----- Available records
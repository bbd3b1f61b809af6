//! GitHub REST client for the review pipeline.
//!
//! Covers the three host API calls the pipeline needs: listing a PR's
//! changed files, fetching a file's content at a ref, and posting the
//! review comment.

use base64::Engine;
use reqwest::header::{HeaderMap, HeaderValue, ACCEPT, AUTHORIZATION, USER_AGENT};
use serde::Deserialize;
use serde_json::json;
use thiserror::Error;
use tracing::debug;

const GITHUB_API_URL: &str = "https://api.github.com";

/// Errors from GitHub API calls.
///
/// Transport and API failures are distinct from the empty-content case,
/// which is not an error: `get_file_content` returns an empty string for
/// non-file paths.
#[derive(Debug, Error)]
pub enum GitHubError {
    /// Network-level failure.
    #[error("GitHub API request failed: {0}")]
    Http(#[from] reqwest::Error),
    /// Non-success response from the API.
    #[error("GitHub API error: {status} - {body}")]
    Api {
        /// HTTP status code
        status: reqwest::StatusCode,
        /// Response body text
        body: String,
    },
    /// File content could not be decoded to text.
    #[error("Failed to decode file content: {0}")]
    Decode(String),
}

/// A file changed in a pull request.
#[derive(Debug, Clone, Deserialize)]
pub struct ChangedFile {
    /// Path of the file within the repository
    pub filename: String,
    /// Change status (added, modified, removed, ...)
    #[serde(default)]
    pub status: Option<String>,
}

/// Contents API response for a single file.
#[derive(Debug, Deserialize)]
struct ContentResponse {
    /// Base64-encoded file content (absent for non-file entries)
    #[serde(default)]
    content: Option<String>,
}

/// GitHub API client.
#[derive(Debug, Clone)]
pub struct GitHubClient {
    client: reqwest::Client,
    base_url: String,
    token: Option<String>,
}

impl GitHubClient {
    /// Create a client against the public GitHub API.
    ///
    /// # Errors
    ///
    /// Returns an error if the HTTP client cannot be created.
    pub fn new(token: Option<String>) -> Result<Self, GitHubError> {
        Self::with_base_url(token, GITHUB_API_URL)
    }

    /// Create a client against a custom API base URL (used in tests).
    ///
    /// # Errors
    ///
    /// Returns an error if the HTTP client cannot be created.
    pub fn with_base_url(
        token: Option<String>,
        base_url: impl Into<String>,
    ) -> Result<Self, GitHubError> {
        let mut headers = HeaderMap::new();
        headers.insert(
            ACCEPT,
            HeaderValue::from_static("application/vnd.github+json"),
        );
        headers.insert(
            "X-GitHub-Api-Version",
            HeaderValue::from_static("2022-11-28"),
        );
        headers.insert(USER_AGENT, HeaderValue::from_static("tf-reviewer/1.0"));

        let client = reqwest::Client::builder().default_headers(headers).build()?;

        Ok(Self {
            client,
            base_url: base_url.into(),
            token,
        })
    }

    fn authed(&self, request: reqwest::RequestBuilder) -> reqwest::RequestBuilder {
        if let Some(token) = &self.token {
            request.header(AUTHORIZATION, format!("Bearer {token}"))
        } else {
            request
        }
    }

    async fn check(response: reqwest::Response) -> Result<reqwest::Response, GitHubError> {
        if response.status().is_success() {
            Ok(response)
        } else {
            let status = response.status();
            let body = response.text().await.unwrap_or_default();
            Err(GitHubError::Api { status, body })
        }
    }

    /// List the files changed in a pull request.
    pub async fn list_pull_request_files(
        &self,
        owner: &str,
        repo: &str,
        pr_number: u64,
    ) -> Result<Vec<ChangedFile>, GitHubError> {
        let url = format!(
            "{}/repos/{owner}/{repo}/pulls/{pr_number}/files",
            self.base_url
        );

        let response = self.authed(self.client.get(&url)).send().await?;
        Ok(Self::check(response).await?.json().await?)
    }

    /// Fetch a single file's content at a specific ref via the contents
    /// API.
    ///
    /// File entries come back base64-encoded (with embedded newlines);
    /// the decoded text is returned. Non-file entries (directories,
    /// symlinks, anything without a `content` field) yield an empty
    /// string.
    pub async fn get_file_content(
        &self,
        owner: &str,
        repo: &str,
        path: &str,
        git_ref: &str,
    ) -> Result<String, GitHubError> {
        let url = format!(
            "{}/repos/{owner}/{repo}/contents/{path}?ref={git_ref}",
            self.base_url
        );

        debug!(owner = %owner, repo = %repo, path = %path, git_ref = %git_ref, "Fetching file content");

        let response = self.authed(self.client.get(&url)).send().await?;
        let response = Self::check(response).await?;

        // Directory listings come back as a JSON array; treat them like
        // any other non-file entry
        let Ok(content_response) = response.json::<ContentResponse>().await else {
            return Ok(String::new());
        };
        let Some(content) = content_response.content else {
            return Ok(String::new());
        };

        // GitHub returns base64 with newlines, so strip whitespace first
        let content_clean: String = content.chars().filter(|c| !c.is_whitespace()).collect();
        let decoded = base64::engine::general_purpose::STANDARD
            .decode(&content_clean)
            .map_err(|e| GitHubError::Decode(e.to_string()))?;

        String::from_utf8(decoded).map_err(|e| GitHubError::Decode(e.to_string()))
    }

    /// Post a comment on a pull request (issues API, addressed by PR
    /// number).
    pub async fn create_issue_comment(
        &self,
        owner: &str,
        repo: &str,
        pr_number: u64,
        body: &str,
    ) -> Result<(), GitHubError> {
        let url = format!(
            "{}/repos/{owner}/{repo}/issues/{pr_number}/comments",
            self.base_url
        );

        let response = self
            .authed(self.client.post(&url))
            .json(&json!({ "body": body }))
            .send()
            .await?;
        Self::check(response).await?;
        Ok(())
    }
}

#[cfg(test)]
mod tests {
    use super::*;
    use wiremock::matchers::{method, path, query_param};
    use wiremock::{Mock, MockServer, ResponseTemplate};

    fn client_for(server: &MockServer) -> GitHubClient {
        GitHubClient::with_base_url(Some("test-token".to_string()), server.uri()).unwrap()
    }

    #[tokio::test]
    async fn test_list_pull_request_files() {
        let server = MockServer::start().await;
        Mock::given(method("GET"))
            .and(path("/repos/acme/infra/pulls/7/files"))
            .respond_with(ResponseTemplate::new(200).set_body_json(serde_json::json!([
                { "filename": "main.tf", "status": "modified" },
                { "filename": "README.md", "status": "added" }
            ])))
            .mount(&server)
            .await;

        let files = client_for(&server)
            .list_pull_request_files("acme", "infra", 7)
            .await
            .unwrap();
        assert_eq!(files.len(), 2);
        assert_eq!(files[0].filename, "main.tf");
    }

    #[tokio::test]
    async fn test_get_file_content_decodes_base64() {
        let server = MockServer::start().await;
        // "resource {}\n" encoded with a newline in the middle, as GitHub
        // serves it
        let encoded = "cmVzb3VyY2Ug\ne30K";
        Mock::given(method("GET"))
            .and(path("/repos/acme/infra/contents/main.tf"))
            .and(query_param("ref", "abc123"))
            .respond_with(ResponseTemplate::new(200).set_body_json(serde_json::json!({
                "type": "file",
                "encoding": "base64",
                "content": encoded
            })))
            .mount(&server)
            .await;

        let content = client_for(&server)
            .get_file_content("acme", "infra", "main.tf", "abc123")
            .await
            .unwrap();
        assert_eq!(content, "resource {}\n");
    }

    #[tokio::test]
    async fn test_get_file_content_non_file_is_empty() {
        let server = MockServer::start().await;
        // Directory listings are arrays with no content field
        Mock::given(method("GET"))
            .and(path("/repos/acme/infra/contents/modules"))
            .respond_with(ResponseTemplate::new(200).set_body_json(serde_json::json!([
                { "type": "file", "name": "vpc.tf" }
            ])))
            .mount(&server)
            .await;

        let content = client_for(&server)
            .get_file_content("acme", "infra", "modules", "abc123")
            .await
            .unwrap();
        assert!(content.is_empty());
    }

    #[tokio::test]
    async fn test_api_failure_is_distinguishable_from_empty() {
        let server = MockServer::start().await;
        Mock::given(method("GET"))
            .and(path("/repos/acme/infra/contents/main.tf"))
            .respond_with(ResponseTemplate::new(401).set_body_string("Bad credentials"))
            .mount(&server)
            .await;

        let err = client_for(&server)
            .get_file_content("acme", "infra", "main.tf", "abc123")
            .await
            .unwrap_err();
        assert!(matches!(err, GitHubError::Api { status, .. } if status == 401));
    }
}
----------
■ **What you are asked to do**
Scan the data above and copy each line containing the word "status".

■ **Answer below**
    #[error("GitHub API error: {status} - {body}")]
        /// HTTP status code
        status: reqwest::StatusCode,
    /// Change status (added, modified, removed, ...)
    pub status: Option<String>,
        if response.status().is_success() {
            let status = response.status();
            Err(GitHubError::Api { status, body })
                { "filename": "main.tf", "status": "modified" },
                { "filename": "README.md", "status": "added" }
        assert!(matches!(err, GitHubError::Api { status, .. } if status == 401));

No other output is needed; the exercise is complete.